Positive and Negative (8/12/2020)
I am constantly bringing up the use of Modern Portfolio Theory which advocates the use of diversification in an investment portfolio. We attempt to keep the portfolios of our clients “dynamic” by making changes to the allocation of assets in each portfolio when we believe it is in the best interest of our clients.
When the stock markets plunged in March the use of diversification did not mean our portfolios didn’t go down. They did go down, but not as much as the U.S. or international equity markets. As the recovery has taken place, we have seen the portfolios moving back up. Some are now in a positive position for the year, while others are still down by a bit.

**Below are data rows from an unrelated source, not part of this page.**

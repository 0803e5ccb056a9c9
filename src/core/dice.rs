//! Letter dice and the pool they are drawn from
//!
//! A board is populated by drawing one die per cell without replacement and
//! rolling it. The two catalogs follow the letter distribution of the physical
//! 4x4 and 5x5 games.

use super::alphabet::{ALPHABET_SIZE, letter_index};
use super::board::{BoardError, Dimension};
use rand::Rng;
use rand::seq::IndexedRandom;

/// Maximum number of times a letter may be rolled onto one board
pub const FREQUENCY_CAP: u8 = 4;

/// Running count of each letter on a board, indexed by alphabet slot
pub type LetterCounts = [u8; ALPHABET_SIZE];

/// Face-sets of the 16 dice used on a 4x4 board
const STANDARD_DICE: [&[u8; 6]; 16] = [
    b"aaeegn", b"abbjoo", b"achops", b"affkps", b"aoqttw", b"cimotu", b"deilrx", b"delrvy",
    b"distty", b"eeghnw", b"eeinsu", b"ehrtvw", b"eiosst", b"elrtty", b"himnuq", b"hlnnrz",
];

/// Face-sets of the 25 dice used on a 5x5 board
const BIG_DICE: [&[u8; 6]; 25] = [
    b"aaafrs", b"aaeeee", b"aafirs", b"adennn", b"aeeeem", b"aeegmu", b"aegmnn", b"afirsy",
    b"bbjkxz", b"ccenst", b"eiilst", b"ceiqst", b"ddhnot", b"dhhlor", b"dhhnow", b"dhlnor",
    b"eiiitt", b"eilpst", b"emotqt", b"ensssu", b"fiprsy", b"gorrvw", b"iprsyy", b"nootuw",
    b"ooottu",
];

/// One physical die: six lettered faces
#[derive(Debug, Clone, Copy, PartialEq, Eq)]
pub struct Die {
    faces: [u8; 6],
}

impl Die {
    #[must_use]
    pub const fn new(faces: [u8; 6]) -> Self {
        Self { faces }
    }

    #[inline]
    #[must_use]
    pub const fn faces(&self) -> &[u8; 6] {
        &self.faces
    }

    /// Roll the die, every face equally likely
    pub fn roll<R: Rng>(&self, rng: &mut R) -> u8 {
        self.faces[rng.random_range(0..self.faces.len())]
    }

    /// Roll again among the faces whose letter is still under `cap`
    ///
    /// Picking uniformly among the acceptable faces has the same distribution
    /// as re-rolling until one comes up, but always terminates. Returns `None`
    /// when every face is already capped.
    pub fn reroll_under_cap<R: Rng>(
        &self,
        rng: &mut R,
        counts: &LetterCounts,
        cap: u8,
    ) -> Option<u8> {
        let open: Vec<u8> = self
            .faces
            .iter()
            .copied()
            .filter(|&face| letter_index(face).is_ok_and(|i| counts[i] < cap))
            .collect();
        open.choose(rng).copied()
    }

    /// True if at least one face is still under `cap`
    #[must_use]
    pub fn has_open_face(&self, counts: &LetterCounts, cap: u8) -> bool {
        self.faces
            .iter()
            .any(|&face| letter_index(face).is_ok_and(|i| counts[i] < cap))
    }
}

/// The dice still available for the board being built
#[derive(Debug, Clone)]
pub struct DiePool {
    dice: Vec<Die>,
    fallbacks: usize,
}

impl DiePool {
    /// Full catalog for a board dimension: 16 dice for 4x4, 25 for 5x5
    #[must_use]
    pub fn for_dimension(dimension: Dimension) -> Self {
        let catalog: &[&[u8; 6]] = match dimension {
            Dimension::Standard => &STANDARD_DICE,
            Dimension::Big => &BIG_DICE,
        };
        Self {
            dice: catalog.iter().map(|&&faces| Die::new(faces)).collect(),
            fallbacks: 0,
        }
    }

    #[inline]
    #[must_use]
    pub fn remaining(&self) -> usize {
        self.dice.len()
    }

    #[inline]
    #[must_use]
    pub fn is_empty(&self) -> bool {
        self.dice.is_empty()
    }

    /// Number of draws that had to accept a letter over the cap
    #[inline]
    #[must_use]
    pub const fn fallbacks(&self) -> usize {
        self.fallbacks
    }

    /// Draw a random die out of the pool and roll it
    ///
    /// If the rolled letter already appears `cap` times on the board, the same
    /// die is rolled again among its faces that are still under the cap. A die
    /// whose faces are all capped goes back into the pool and a random
    /// remaining die with an open face is used instead. Only when no such die
    /// exists is the capped roll kept, counted in [`DiePool::fallbacks`].
    ///
    /// # Errors
    /// Returns `BoardError::PoolExhausted` if no dice remain.
    pub fn draw_letter<R: Rng>(
        &mut self,
        rng: &mut R,
        cap: u8,
        counts: &LetterCounts,
    ) -> Result<u8, BoardError> {
        if self.dice.is_empty() {
            return Err(BoardError::PoolExhausted);
        }

        let die = self.dice.swap_remove(rng.random_range(0..self.dice.len()));
        let rolled = die.roll(rng);

        let over_cap = letter_index(rolled).is_ok_and(|i| counts[i] >= cap);
        if !over_cap {
            return Ok(rolled);
        }

        if let Some(letter) = die.reroll_under_cap(rng, counts, cap) {
            return Ok(letter);
        }

        let open: Vec<usize> = (0..self.dice.len())
            .filter(|&i| self.dice[i].has_open_face(counts, cap))
            .collect();
        if let Some(&swap) = open.choose(rng) {
            let replacement = std::mem::replace(&mut self.dice[swap], die);
            return Ok(replacement
                .reroll_under_cap(rng, counts, cap)
                .unwrap_or(rolled));
        }

        self.fallbacks += 1;
        log::warn!(
            "every face of die {:?} is at the frequency cap, keeping {:?}",
            String::from_utf8_lossy(die.faces()),
            rolled as char
        );
        Ok(rolled)
    }
}

#[cfg(test)]
mod tests {
    use super::*;
    use rand::SeedableRng;
    use rand::rngs::StdRng;

    fn all_faces_lowercase(catalog: &[&[u8; 6]]) -> bool {
        catalog
            .iter()
            .all(|faces| faces.iter().all(u8::is_ascii_lowercase))
    }

    #[test]
    fn catalogs_have_expected_sizes() {
        assert_eq!(DiePool::for_dimension(Dimension::Standard).remaining(), 16);
        assert_eq!(DiePool::for_dimension(Dimension::Big).remaining(), 25);
    }

    #[test]
    fn catalog_faces_are_lowercase() {
        assert!(all_faces_lowercase(&STANDARD_DICE));
        assert!(all_faces_lowercase(&BIG_DICE));
    }

    #[test]
    fn each_draw_consumes_one_die() {
        let mut rng = StdRng::seed_from_u64(7);
        let mut pool = DiePool::for_dimension(Dimension::Standard);
        let counts = [0; ALPHABET_SIZE];

        for expected in (0..16).rev() {
            pool.draw_letter(&mut rng, FREQUENCY_CAP, &counts).unwrap();
            assert_eq!(pool.remaining(), expected);
        }
        assert!(pool.is_empty());
    }

    #[test]
    fn exhausted_pool_is_an_error() {
        let mut rng = StdRng::seed_from_u64(1);
        let mut pool = DiePool::for_dimension(Dimension::Standard);
        let counts = [0; ALPHABET_SIZE];
        for _ in 0..16 {
            pool.draw_letter(&mut rng, FREQUENCY_CAP, &counts).unwrap();
        }

        assert!(matches!(
            pool.draw_letter(&mut rng, FREQUENCY_CAP, &counts),
            Err(BoardError::PoolExhausted)
        ));
    }

    #[test]
    fn roll_returns_a_face() {
        let mut rng = StdRng::seed_from_u64(3);
        let die = Die::new(*b"abcdef");
        for _ in 0..50 {
            assert!(die.faces().contains(&die.roll(&mut rng)));
        }
    }

    #[test]
    fn reroll_skips_capped_letters() {
        let mut rng = StdRng::seed_from_u64(11);
        let die = Die::new(*b"aaaaab");
        let mut counts = [0; ALPHABET_SIZE];
        counts[0] = FREQUENCY_CAP;

        for _ in 0..20 {
            assert_eq!(
                die.reroll_under_cap(&mut rng, &counts, FREQUENCY_CAP),
                Some(b'b')
            );
        }
    }

    #[test]
    fn reroll_reports_fully_capped_die() {
        let mut rng = StdRng::seed_from_u64(11);
        let die = Die::new(*b"aaaaaa");
        let mut counts = [0; ALPHABET_SIZE];
        counts[0] = FREQUENCY_CAP;

        assert_eq!(die.reroll_under_cap(&mut rng, &counts, FREQUENCY_CAP), None);
    }

    #[test]
    fn fully_capped_die_still_yields_a_letter() {
        let mut rng = StdRng::seed_from_u64(5);
        let mut pool = DiePool {
            dice: vec![Die::new(*b"zzzzzz")],
            fallbacks: 0,
        };
        let mut counts = [0; ALPHABET_SIZE];
        counts[25] = FREQUENCY_CAP;

        assert_eq!(
            pool.draw_letter(&mut rng, FREQUENCY_CAP, &counts),
            Ok(b'z')
        );
        assert_eq!(pool.fallbacks(), 1);
    }

    #[test]
    fn starved_die_is_swapped_for_an_open_one() {
        let mut counts = [0; ALPHABET_SIZE];
        counts[25] = FREQUENCY_CAP;

        for seed in 0..20 {
            let mut rng = StdRng::seed_from_u64(seed);
            let mut pool = DiePool {
                dice: vec![Die::new(*b"zzzzzz"), Die::new(*b"abcdef")],
                fallbacks: 0,
            };

            let letter = pool.draw_letter(&mut rng, FREQUENCY_CAP, &counts).unwrap();
            assert!(b"abcdef".contains(&letter));
            assert_eq!(pool.remaining(), 1);
            assert_eq!(pool.dice[0].faces(), b"zzzzzz");
            assert_eq!(pool.fallbacks(), 0);
        }
    }

    #[test]
    fn has_open_face_checks_every_face() {
        let die = Die::new(*b"aaaaab");
        let mut counts = [0; ALPHABET_SIZE];
        counts[0] = FREQUENCY_CAP;
        assert!(die.has_open_face(&counts, FREQUENCY_CAP));
        counts[1] = FREQUENCY_CAP;
        assert!(!die.has_open_face(&counts, FREQUENCY_CAP));
    }

    #[test]
    fn capped_letter_is_avoided_when_possible() {
        let mut counts = [0; ALPHABET_SIZE];
        counts[0] = FREQUENCY_CAP;

        for seed in 0..30 {
            let mut rng = StdRng::seed_from_u64(seed);
            let mut pool = DiePool {
                dice: vec![Die::new(*b"aaaaae")],
                fallbacks: 0,
            };
            assert_eq!(
                pool.draw_letter(&mut rng, FREQUENCY_CAP, &counts),
                Ok(b'e')
            );
        }
    }
}
//! Data provider trait and structured error types.
//!
//! The DataProvider trait abstracts over price sources (Alpha Vantage, CSV
//! import) so implementations can be swapped and mocked in tests. Providers
//! only fetch; sorting and de-duplication happen in [`super::ingest`], and
//! persistence in [`super::cache`].

use crate::domain::PriceBar;
use crate::error::DataError;
use chrono::NaiveDate;
use serde::{Deserialize, Serialize};
use thiserror::Error;

/// Errors from fetching, importing or caching price data.
///
/// These sit outside the simulation core's error taxonomy and are designed
/// to be displayed directly by the CLI.
#[derive(Debug, Error)]
pub enum ProviderError {
    #[error("network unreachable: {0}")]
    NetworkUnreachable(String),

    #[error("rate limited by provider: {message}")]
    RateLimited { message: String },

    #[error("request needs a premium Alpha Vantage plan: {0}")]
    PremiumRequired(String),

    #[error("response format changed: {0}")]
    ResponseFormatChanged(String),

    #[error("authentication required: {0}")]
    AuthenticationRequired(String),

    #[error("symbol not found: {symbol}")]
    SymbolNotFound { symbol: String },

    #[error("hard stop: data provider has blocked requests (circuit breaker tripped)")]
    CircuitBreakerTripped,

    #[error("cache error: {0}")]
    CacheError(String),

    #[error("parquet I/O error: {0}")]
    ParquetError(String),

    #[error("csv import error: {0}")]
    CsvError(String),

    #[error("no cached data for symbol '{symbol}'; run `crosslab download {symbol}` first")]
    NoCachedData { symbol: String },

    #[error("invalid price data: {0}")]
    Validation(#[from] DataError),

    #[error("data error: {0}")]
    Other(String),
}

/// Result of a successful fetch for a single symbol.
///
/// Bars are as delivered by the source: not yet sorted or de-duplicated.
#[derive(Debug, Clone)]
pub struct FetchResult {
    pub symbol: String,
    pub bars: Vec<PriceBar>,
    pub source: DataSource,
}

/// Where the data came from.
#[derive(Debug, Clone, Copy, PartialEq, Eq, Serialize, Deserialize)]
#[serde(rename_all = "snake_case")]
pub enum DataSource {
    AlphaVantage,
    CsvImport,
    Cache,
    Synthetic,
}

impl std::fmt::Display for DataSource {
    fn fmt(&self, f: &mut std::fmt::Formatter<'_>) -> std::fmt::Result {
        let name = match self {
            DataSource::AlphaVantage => "alpha_vantage",
            DataSource::CsvImport => "csv",
            DataSource::Cache => "cache",
            DataSource::Synthetic => "synthetic",
        };
        f.write_str(name)
    }
}

/// Trait for daily price providers.
///
/// Implementations handle the specifics of one source. The cache layer sits
/// above this trait; providers don't know about the cache.
pub trait DataProvider: Send + Sync {
    /// Human-readable name of this provider.
    fn name(&self) -> &str;

    /// The source tag recorded for data fetched through this provider.
    fn source(&self) -> DataSource;

    /// Fetch daily bars for a symbol, restricted to `[start, end]`.
    fn fetch(
        &self,
        symbol: &str,
        start: NaiveDate,
        end: NaiveDate,
    ) -> Result<FetchResult, ProviderError>;

    /// Check if the provider is currently available (not rate-limited, not blocked).
    fn is_available(&self) -> bool;
}

/// Progress callback for multi-symbol operations.
pub trait DownloadProgress: Send + Sync {
    /// Called when starting to fetch a symbol.
    fn on_start(&self, symbol: &str, index: usize, total: usize);

    /// Called when a symbol fetch completes.
    fn on_complete(
        &self,
        symbol: &str,
        index: usize,
        total: usize,
        result: &Result<(), ProviderError>,
    );

    /// Called when the entire batch is done.
    fn on_batch_complete(&self, succeeded: usize, failed: usize, total: usize);
}

/// Simple progress reporter that prints to stdout.
pub struct StdoutProgress;

impl DownloadProgress for StdoutProgress {
    fn on_start(&self, symbol: &str, index: usize, total: usize) {
        println!("[{}/{}] Fetching {symbol}...", index + 1, total);
    }

    fn on_complete(
        &self,
        symbol: &str,
        _index: usize,
        _total: usize,
        result: &Result<(), ProviderError>,
    ) {
        match result {
            Ok(()) => println!("  OK: {symbol}"),
            Err(e) => println!("  FAIL: {symbol}: {e}"),
        }
    }

    fn on_batch_complete(&self, succeeded: usize, failed: usize, total: usize) {
        println!("\nDownload complete: {succeeded}/{total} succeeded, {failed} failed");
    }
}

/// Keep only bars dated within `[start, end]`.
pub(crate) fn retain_range(bars: &mut Vec<PriceBar>, start: NaiveDate, end: NaiveDate) {
    bars.retain(|b| b.date >= start && b.date <= end);
}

I often use the S&P 500 as our guide to the U.S. equity market. The results thus far this year were reported in the Wall Street Journal, under Major U.S. Stock Market Indexes. This indicated that the S&P 500 is up 4% year to date. I was happy to see this since it was down over 30% on March 23rd. The S&P 500 is not the entire story. The S&P 500 is heavily weighted toward large stocks, and in particular tech stocks, both of which have out preformed the broad market. To put this in perspective: mid-sized stocks, using the S&P Mid-Cap 400, are still down 5.6%, small stocks using, the S&P 600, are down 9.9% and global stocks without U.S. stocks, using the DJ Global ex U.S., are down 6.4% year to date. As you can see most indexes are still negative. The Dow Jones Industrial Average (DJIA) which is comprised of large stocks is down 2.6% year to date.
This period has been a good test of the significance of using diversification to lower risk, based on an individual's risk strategy, and re-balancing to maintain portfolio integrity. We are still in a period of high volitility and the current results are not an indication of what the year-end results may look like.